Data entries
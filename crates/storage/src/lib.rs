#![forbid(unsafe_code)]

pub mod diagnostics;
pub mod record;
pub mod repository;
pub mod session_store;
pub mod sqlite;

pub use diagnostics::{DiagnosticsReporter, HealthStatus, ItemSize, StorageReport};
pub use repository::{InMemoryStore, KeyValueStore, StorageError, entry_size};
pub use session_store::{SaveOutcome, SessionStore, SessionStoreConfig, SessionStoreError};
pub use sqlite::{SqliteInitError, SqliteStore};
use async_trait::async_trait;
use chrono::Utc;
use sqlx::Row;

use super::SqliteStore;
use crate::repository::{KeyValueStore, StorageError, entry_size};

fn conn<E: core::fmt::Display>(e: E) -> StorageError {
    StorageError::Connection(e.to_string())
}

fn ser<E: core::fmt::Display>(e: E) -> StorageError {
    StorageError::Serialization(e.to_string())
}

fn size_i64(v: u64) -> Result<i64, StorageError> {
    i64::try_from(v).map_err(|_| StorageError::Serialization("size_bytes overflow".into()))
}

fn size_u64(v: i64) -> Result<u64, StorageError> {
    u64::try_from(v).map_err(|_| StorageError::Serialization(format!("invalid size_bytes: {v}")))
}

#[async_trait]
impl KeyValueStore for SqliteStore {
    async fn get(&self, key: &str) -> Result<Option<String>, StorageError> {
        let row = sqlx::query("SELECT value FROM kv_entries WHERE key = ?1")
            .bind(key)
            .fetch_optional(&self.pool)
            .await
            .map_err(conn)?;

        row.map(|r| r.try_get::<String, _>("value").map_err(ser))
            .transpose()
    }

    async fn set(&self, key: &str, value: &str) -> Result<(), StorageError> {
        let size = entry_size(key, value);
        let mut tx = self.pool.begin().await.map_err(conn)?;

        if let Some(quota) = self.quota {
            let used: i64 = sqlx::query(
                "SELECT COALESCE(SUM(size_bytes), 0) AS used FROM kv_entries WHERE key <> ?1",
            )
            .bind(key)
            .fetch_one(&mut *tx)
            .await
            .map_err(conn)?
            .try_get("used")
            .map_err(ser)?;

            let available = quota.saturating_sub(size_u64(used)?);
            if size > available {
                return Err(StorageError::QuotaExceeded {
                    requested: size,
                    available,
                });
            }
        }

        sqlx::query(
            r"
                INSERT INTO kv_entries (key, value, size_bytes, updated_at)
                VALUES (?1, ?2, ?3, ?4)
                ON CONFLICT(key) DO UPDATE SET
                    value = excluded.value,
                    size_bytes = excluded.size_bytes,
                    updated_at = excluded.updated_at
            ",
        )
        .bind(key)
        .bind(value)
        .bind(size_i64(size)?)
        .bind(Utc::now())
        .execute(&mut *tx)
        .await
        .map_err(conn)?;

        tx.commit().await.map_err(conn)
    }

    async fn remove(&self, key: &str) -> Result<(), StorageError> {
        sqlx::query("DELETE FROM kv_entries WHERE key = ?1")
            .bind(key)
            .execute(&self.pool)
            .await
            .map_err(conn)?;
        Ok(())
    }

    async fn keys(&self) -> Result<Vec<String>, StorageError> {
        let rows = sqlx::query("SELECT key FROM kv_entries ORDER BY key ASC")
            .fetch_all(&self.pool)
            .await
            .map_err(conn)?;

        rows.iter()
            .map(|r| r.try_get::<String, _>("key").map_err(ser))
            .collect()
    }

    fn quota_bytes(&self) -> Option<u64> {
        self.quota
    }

    async fn used_bytes(&self) -> Result<u64, StorageError> {
        let used: i64 = sqlx::query("SELECT COALESCE(SUM(size_bytes), 0) AS used FROM kv_entries")
            .fetch_one(&self.pool)
            .await
            .map_err(conn)?
            .try_get("used")
            .map_err(ser)?;
        size_u64(used)
    }
}
use chrono::{DateTime, Utc};
use serde::Serialize;
use std::sync::Arc;

use exam_core::Clock;

use crate::repository::{KeyValueStore, StorageError, entry_size};
use crate::session_store::{DEFAULT_SESSION_PREFIX, loose_last_saved};

const LARGEST_ITEMS: usize = 5;

/// Coarse storage health.
#[derive(Debug, Clone, Copy, PartialEq, Eq, Serialize)]
#[serde(rename_all = "lowercase")]
pub enum HealthStatus {
    Good,
    Fair,
    Poor,
}

impl HealthStatus {
    /// `<= 50%` good, `<= 80%` fair, above that poor. Unknown quota is fair.
    #[must_use]
    pub fn classify(used_bytes: u64, quota_bytes: Option<u64>) -> Self {
        let Some(quota) = quota_bytes.filter(|q| *q > 0) else {
            return HealthStatus::Fair;
        };
        // compare used/quota against 1/2 and 4/5 without floats
        let used = u128::from(used_bytes);
        let quota = u128::from(quota);
        if used * 2 <= quota {
            HealthStatus::Good
        } else if used * 5 <= quota * 4 {
            HealthStatus::Fair
        } else {
            HealthStatus::Poor
        }
    }
}

#[derive(Debug, Clone, PartialEq, Eq, Serialize)]
#[serde(rename_all = "camelCase")]
pub struct ItemSize {
    pub key: String,
    pub bytes: u64,
    /// Days since the item was last saved; only known for session records.
    pub age_days: Option<i64>,
}

#[derive(Debug, Clone, PartialEq, Serialize)]
#[serde(rename_all = "camelCase")]
pub struct StorageReport {
    pub total_bytes: u64,
    pub item_count: usize,
    pub session_count: usize,
    pub session_bytes: u64,
    pub oldest_session: Option<DateTime<Utc>>,
    pub newest_session: Option<DateTime<Utc>>,
    pub largest_items: Vec<ItemSize>,
    pub estimated_quota: Option<u64>,
    pub usage_ratio: Option<f64>,
    pub health: HealthStatus,
}

/// Read-only scanner over the shared store.
#[derive(Clone)]
pub struct DiagnosticsReporter {
    kv: Arc<dyn KeyValueStore>,
    clock: Clock,
    session_prefix: String,
}

impl DiagnosticsReporter {
    #[must_use]
    pub fn new(kv: Arc<dyn KeyValueStore>, clock: Clock) -> Self {
        Self {
            kv,
            clock,
            session_prefix: DEFAULT_SESSION_PREFIX.to_owned(),
        }
    }

    #[must_use]
    pub fn with_session_prefix(mut self, prefix: impl Into<String>) -> Self {
        self.session_prefix = prefix.into();
        self
    }

    /// Scan every key and summarize sizes, ages and quota usage.
    ///
    /// # Errors
    ///
    /// Returns `StorageError` if the backend cannot be read.
    pub async fn run_diagnostics(&self) -> Result<StorageReport, StorageError> {
        let mut items = Vec::new();
        let mut total_bytes = 0_u64;
        let mut session_count = 0_usize;
        let mut session_bytes = 0_u64;
        let mut oldest: Option<DateTime<Utc>> = None;
        let mut newest: Option<DateTime<Utc>> = None;

        for key in self.kv.keys().await? {
            let Some(raw) = self.kv.get(&key).await? else {
                continue;
            };
            let bytes = entry_size(&key, &raw);
            total_bytes = total_bytes.saturating_add(bytes);

            let mut age_days = None;
            if key.starts_with(&self.session_prefix) {
                session_count += 1;
                session_bytes = session_bytes.saturating_add(bytes);
                if let Some(saved) = loose_last_saved(&raw) {
                    age_days = Some(self.clock.age_in_days(saved));
                    oldest = Some(oldest.map_or(saved, |o| o.min(saved)));
                    newest = Some(newest.map_or(saved, |n| n.max(saved)));
                }
            }
            items.push(ItemSize {
                key,
                bytes,
                age_days,
            });
        }

        let item_count = items.len();
        items.sort_by(|a, b| b.bytes.cmp(&a.bytes).then_with(|| a.key.cmp(&b.key)));
        items.truncate(LARGEST_ITEMS);

        let estimated_quota = self.kv.quota_bytes();
        #[allow(clippy::cast_precision_loss)]
        let usage_ratio = estimated_quota
            .filter(|q| *q > 0)
            .map(|q| total_bytes as f64 / q as f64);

        Ok(StorageReport {
            total_bytes,
            item_count,
            session_count,
            session_bytes,
            oldest_session: oldest,
            newest_session: newest,
            largest_items: items,
            estimated_quota,
            usage_ratio,
            health: HealthStatus::classify(total_bytes, estimated_quota),
        })
    }

    /// # Errors
    ///
    /// Returns `StorageError` if the backend cannot be read.
    pub async fn health_status(&self) -> Result<HealthStatus, StorageError> {
        let used = self.kv.used_bytes().await?;
        Ok(HealthStatus::classify(used, self.kv.quota_bytes()))
    }
}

WORK ORDER
From the entries above, work out how many lines include "impl"; the number is the only answer wanted.

RESPONSE TO THE TASK
4